However, challenges exist for financial institutions’ post-merger integration
(PMI). Merging treasury units is a particularly intriguing case given that
their function has broadened over time. Overcoming these challenges requires
that a strategic plan is laid out early on: moving with speed is critical as
is ensuring that responsibility is clearly allocated to individuals.

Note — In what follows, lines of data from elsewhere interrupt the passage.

//! Time-bucketed aggregation and chart artifact rendering
//!
//! Each granularity aggregates hits into hour, calendar-day or
//! calendar-month buckets over a backward-looking window and serializes
//! the series as a chart artifact: a named constant bound to a JSON
//! array of `{t, y}` points, directly loadable by the charting view.

use anyhow::{Context, Result};
use chrono::{DateTime, Datelike, Days, Months, NaiveDate, NaiveTime, Utc};
use std::path::PathBuf;
use std::str::FromStr;
use std::sync::Arc;
use tracing::info;

use crate::models::SeriesPoint;
use crate::storage::Storage;

/// Aggregation bucket width
#[derive(Debug, Clone, Copy, PartialEq, Eq)]
pub enum BucketUnit {
    Hours,
    Days,
    Months,
}

/// Report granularity, one per supported bucket width
#[derive(Debug, Clone, Copy, PartialEq, Eq)]
pub enum Granularity {
    Hourly,
    Daily,
    Monthly,
}

/// Per-granularity window defaults and bucket unit
#[derive(Debug, Clone, Copy)]
pub struct WindowConfig {
    /// Maximum lookback, a negative offset from now in bucket units
    pub default_from: i64,
    /// Window end offset, exclusive
    pub default_until: i64,
    pub unit: BucketUnit,
}

impl Granularity {
    pub fn window(self) -> WindowConfig {
        match self {
            Granularity::Hourly => WindowConfig {
                default_from: -240,
                default_until: 0,
                unit: BucketUnit::Hours,
            },
            Granularity::Daily => WindowConfig {
                default_from: -180,
                default_until: 0,
                unit: BucketUnit::Days,
            },
            Granularity::Monthly => WindowConfig {
                default_from: -60,
                default_until: 0,
                unit: BucketUnit::Months,
            },
        }
    }

    /// STRFTIME key grouping record timestamps into buckets
    pub fn bucket_key(self) -> &'static str {
        match self {
            Granularity::Hourly => "%Y%m%d%H",
            Granularity::Daily => "%Y%m%d",
            Granularity::Monthly => "%Y%m",
        }
    }

    /// Name of the chart artifact. Each granularity writes its own file;
    /// the name is a per-granularity parameter, never shared.
    pub fn artifact(self) -> &'static str {
        match self {
            Granularity::Hourly => "hourly",
            Granularity::Daily => "daily",
            Granularity::Monthly => "monthly",
        }
    }
}

impl FromStr for Granularity {
    type Err = anyhow::Error;

    fn from_str(s: &str) -> Result<Self> {
        match s {
            "hourly" => Ok(Granularity::Hourly),
            "daily" => Ok(Granularity::Daily),
            "monthly" => Ok(Granularity::Monthly),
            other => Err(anyhow::anyhow!(
                "invalid granularity '{other}', expected hourly, daily or monthly"
            )),
        }
    }
}

/// Clamp a caller-supplied window to a sane backward-looking one.
///
/// Applied in order: a non-negative `from` falls back to the default
/// lookback, a positive `until` falls back to 0, and a window left empty
/// after that (`until <= from`) resets both to the defaults. Degenerate
/// input never errors; it silently becomes a default window.
pub fn clamp_window(cfg: WindowConfig, from: i64, until: i64) -> (i64, i64) {
    let mut from = from;
    let mut until = until;
    if from >= 0 {
        from = cfg.default_from;
    }
    if until > 0 {
        until = 0;
    }
    if until <= from {
        from = cfg.default_from;
        until = cfg.default_until;
    }
    (from, until)
}

/// Epoch-second bounds `[from_ts, until_ts)` for a clamped window.
///
/// Hourly bounds align to whole-hour epoch boundaries of `now` shifted
/// by the offset in hours. Daily and monthly bounds anchor at the
/// calendar start of day / start of month of `now` and shift by calendar
/// days / months, not fixed second multiples.
pub fn window_bounds(
    granularity: Granularity,
    now: DateTime<Utc>,
    from: i64,
    until: i64,
) -> (i64, i64) {
    match granularity.window().unit {
        BucketUnit::Hours => {
            let hour = 3600;
            let f = (now.timestamp() + from * hour).div_euclid(hour) * hour;
            let u = (now.timestamp() + until * hour).div_euclid(hour) * hour;
            (f, u)
        }
        BucketUnit::Days => {
            let today = now.date_naive();
            (
                midnight_ts(shift_days(today, from)),
                midnight_ts(shift_days(today, until)),
            )
        }
        BucketUnit::Months => {
            let month_start = start_of_month(now.date_naive());
            (
                midnight_ts(shift_months(month_start, from)),
                midnight_ts(shift_months(month_start, until)),
            )
        }
    }
}

fn start_of_month(date: NaiveDate) -> NaiveDate {
    date.with_day(1).unwrap_or(date)
}

fn shift_days(date: NaiveDate, offset: i64) -> NaiveDate {
    if offset >= 0 {
        date.checked_add_days(Days::new(offset as u64))
    } else {
        date.checked_sub_days(Days::new(offset.unsigned_abs()))
    }
    .unwrap_or(date)
}

fn shift_months(date: NaiveDate, offset: i64) -> NaiveDate {
    if offset >= 0 {
        date.checked_add_months(Months::new(offset as u32))
    } else {
        date.checked_sub_months(Months::new(offset.unsigned_abs() as u32))
    }
    .unwrap_or(date)
}

fn midnight_ts(date: NaiveDate) -> i64 {
    date.and_time(NaiveTime::MIN).and_utc().timestamp()
}

/// Render a series as a directly loadable chart artifact: a named
/// constant bound to the JSON point array.
pub fn render_chart(name: &str, points: &[SeriesPoint]) -> String {
    let json = serde_json::to_string(points).unwrap_or_else(|_| "[]".to_string());
    format!("const {name}Chart = {json}")
}

pub struct AggregationEngine {
    storage: Arc<dyn Storage>,
    output_dir: PathBuf,
}

impl AggregationEngine {
    pub fn new(storage: Arc<dyn Storage>, output_dir: PathBuf) -> Self {
        Self {
            storage,
            output_dir,
        }
    }

    /// The bucketed series for `granularity`.
    ///
    /// `from`/`until` are signed offsets from now in the bucket's own
    /// unit, `until` exclusive. Omitted or degenerate offsets fall back
    /// to the granularity's default window. Buckets without records are
    /// omitted; points ascend by timestamp.
    pub async fn series(
        &self,
        granularity: Granularity,
        from: Option<i64>,
        until: Option<i64>,
    ) -> Result<Vec<SeriesPoint>> {
        let cfg = granularity.window();
        let (from, until) = clamp_window(
            cfg,
            from.unwrap_or(cfg.default_from),
            until.unwrap_or(cfg.default_until),
        );
        let (from_ts, until_ts) = window_bounds(granularity, Utc::now(), from, until);

        let rows = self
            .storage
            .bucket_series(granularity.bucket_key(), from_ts, until_ts)
            .await?;

        Ok(rows
            .into_iter()
            .map(|row| SeriesPoint {
                t: row.timestamp_utc * 1000,
                y: row.hits,
            })
            .collect())
    }

    /// Aggregate hits and write the chart artifact for `granularity`.
    ///
    /// Returns the artifact path.
    pub async fn run(
        &self,
        granularity: Granularity,
        from: Option<i64>,
        until: Option<i64>,
    ) -> Result<PathBuf> {
        let series = self.series(granularity, from, until).await?;

        let name = granularity.artifact();
        tokio::fs::create_dir_all(&self.output_dir)
            .await
            .with_context(|| format!("failed to create {}", self.output_dir.display()))?;
        let path = self.output_dir.join(format!("{name}.js"));
        tokio::fs::write(&path, render_chart(name, &series))
            .await
            .with_context(|| format!("failed to write chart artifact {}", path.display()))?;

        info!("wrote {} points to {}", series.len(), path.display());
        Ok(path)
    }
}

#[cfg(test)]
mod tests {
    use super::*;
    use chrono::TimeZone;

    fn fixed_now() -> DateTime<Utc> {
        // 2021-03-15T10:45:30Z
        Utc.with_ymd_and_hms(2021, 3, 15, 10, 45, 30).unwrap()
    }

    #[test]
    fn clamp_replaces_non_negative_from() {
        for granularity in [Granularity::Hourly, Granularity::Daily, Granularity::Monthly] {
            let cfg = granularity.window();
            let (from, until) = clamp_window(cfg, 1, -5);
            assert_eq!(from, cfg.default_from);
            assert_eq!(until, -5);
        }
    }

    #[test]
    fn clamp_replaces_positive_until() {
        let cfg = Granularity::Hourly.window();
        assert_eq!(clamp_window(cfg, -10, 3), (-10, 0));
    }

    #[test]
    fn clamp_resets_empty_window_to_defaults() {
        for granularity in [Granularity::Hourly, Granularity::Daily, Granularity::Monthly] {
            let cfg = granularity.window();
            // until deeper than the default lookback collapses the window
            let (from, until) = clamp_window(cfg, 5, cfg.default_from - 60);
            assert_eq!((from, until), (cfg.default_from, cfg.default_until));
            // inverted input collapses too
            let (from, until) = clamp_window(cfg, -2, -8);
            assert_eq!((from, until), (cfg.default_from, cfg.default_until));
        }
    }

    #[test]
    fn clamp_keeps_valid_window() {
        let cfg = Granularity::Daily.window();
        assert_eq!(clamp_window(cfg, -14, -7), (-14, -7));
        assert_eq!(clamp_window(cfg, -14, 0), (-14, 0));
    }

    #[test]
    fn hourly_bounds_align_to_whole_hours() {
        let (f, u) = window_bounds(Granularity::Hourly, fixed_now(), -2, 0);
        // 10:45:30 floors to 10:00; -2 hours starts at 08:00
        let hour_start = Utc.with_ymd_and_hms(2021, 3, 15, 10, 0, 0).unwrap();
        assert_eq!(u, hour_start.timestamp());
        assert_eq!(f, hour_start.timestamp() - 2 * 3600);
        assert_eq!(f % 3600, 0);
    }

    #[test]
    fn daily_bounds_anchor_at_midnight() {
        let (f, u) = window_bounds(Granularity::Daily, fixed_now(), -7, 0);
        assert_eq!(
            u,
            Utc.with_ymd_and_hms(2021, 3, 15, 0, 0, 0).unwrap().timestamp()
        );
        assert_eq!(
            f,
            Utc.with_ymd_and_hms(2021, 3, 8, 0, 0, 0).unwrap().timestamp()
        );
    }

    #[test]
    fn monthly_bounds_use_calendar_months() {
        let (f, u) = window_bounds(Granularity::Monthly, fixed_now(), -2, 0);
        // calendar months, not 30-day blocks: Jan has 31 days, Feb 28
        assert_eq!(
            f,
            Utc.with_ymd_and_hms(2021, 1, 1, 0, 0, 0).unwrap().timestamp()
        );
        assert_eq!(
            u,
            Utc.with_ymd_and_hms(2021, 3, 1, 0, 0, 0).unwrap().timestamp()
        );
    }

    #[test]
    fn monthly_bounds_cross_year_boundary() {
        let (f, _) = window_bounds(Granularity::Monthly, fixed_now(), -15, 0);
        assert_eq!(
            f,
            Utc.with_ymd_and_hms(2019, 12, 1, 0, 0, 0).unwrap().timestamp()
        );
    }

    #[test]
    fn granularity_keywords_parse() {
        assert_eq!("hourly".parse::<Granularity>().unwrap(), Granularity::Hourly);
        assert_eq!("daily".parse::<Granularity>().unwrap(), Granularity::Daily);
        assert_eq!(
            "monthly".parse::<Granularity>().unwrap(),
            Granularity::Monthly
        );
        assert!("weekly".parse::<Granularity>().is_err());
    }

    #[test]
    fn artifact_names_are_distinct() {
        assert_ne!(
            Granularity::Daily.artifact(),
            Granularity::Monthly.artifact()
        );
    }

    #[test]
    fn render_chart_binds_named_constant() {
        let points = vec![
            SeriesPoint { t: 1000, y: 2 },
            SeriesPoint { t: 2000, y: 5 },
        ];
        assert_eq!(
            render_chart("hourly", &points),
            r#"const hourlyChart = [{"t":1000,"y":2},{"t":2000,"y":5}]"#
        );
        assert_eq!(render_chart("daily", &[]), "const dailyChart = []");
    }
}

Successful PMI plans ultimately allow for companies to enjoy the benefits of
the synergies that come with integrating businesses. M&A Activity on the Up
The
onset of a potential sovereign debt crisis, continued funding difficulties
for European banks and weak macroeconomic data pouring out of China and the
US would lead one to believe appetite for M&As is at a minimum, but the
evidence is to the contrary. Accounting for the strongest opening quarter
since 2008, the value of worldwide M&As totalled US$573.3bn during 1Q10,
an increase of 21% from 1Q09 according to Thomson Reuters. Eighteen percent
of the total value came from the financial services sector alone. Potential
gains from synergies are identified as the most cited justification for engaging
in such activity. But given that M&As are widely accredited for
destroying value rather than creating it, the crux of the battle for
financial institutions lies in how well they execute their PMI programme. Laying the Groundwork
Integrating
the treasury unit presents an intriguing challenge particularly given the
function’s evolution over time. Departing from typical capital management
duties, working with additional complexities of risk and relationship
management makes PMI an exercise fraught with difficulty. Pre-merger
activities are often not given the required level of attention from a
tactical perspective, but its importance in building a solid foundation
cannot be dismissed so lightly. A clear strategic rationale laid out early on
will dictate post merger behaviour. Detailed
objectives have to be identified and prioritised with measurable synergies,
such as potential cost savings from lower operating costs, long before the
transaction closes. These need to have the executive team’s buy-in. Securing
implementation budgets, the resources that will be required and the
timeframes to complete the integration are all pivotal factors. If the
integration time is not judged adequately then an adverse change in market
conditions will severely hamper the benefits motivating the deal. For
example, hedging foreign exchange (FX) and interest rate exposures across the
extended pools of cash and running duplicated nostro accounts longer than
necessary will be costly. Project
teams can be assimilated and mobilised to start carrying out preliminary
studies on the compatibility of existing (acquirer) technology platforms to
handle integration and growth of the combined entity at least in the short
term. Due diligence should go much deeper than assessing the target company’s
cash flow and financial stability. During this phase there will be
limitations, but there should be a comprehensive analysis of target’s entire
business. Other considerations that project teams look at should include
examining how to tackle tougher cash management practices imposed by
regulators in various markets the acquirer may not be located in. Speed and Clear Responsibility
Once
the merger is complete, an appreciation to move with speed is critical. Heads
of desks should be selected from both firms and appointed to start heading up
each of the sub-functional divisions: cash/liquidity, risk and relationship
management. Assigning ownership of data within each section will help reduce
any uncertainty created and provide the leadership needed to make critical
early-stage decisions around revised credit lines, increased market risk on
the balance sheet and new daily controls of settlements and confirmations
that are required. Put succinctly, acting quickly will ensure the new,
combined entity is readily positioned to meet short-term funding and
long-term financing needs. As part of the leadership appointments, retention
strategies will need to be deployed for other key personnel in the acquired
company. The
functionality, scalability and cost of the target company’s core systems will
need to be evaluated, but while this is in motion, the transfer of risk
through individual trades and client data (from the target company) should be
migrated onto the acquirers systems. Client consent will need to be requested
and in doing so the appropriate methodology will have to be adopted.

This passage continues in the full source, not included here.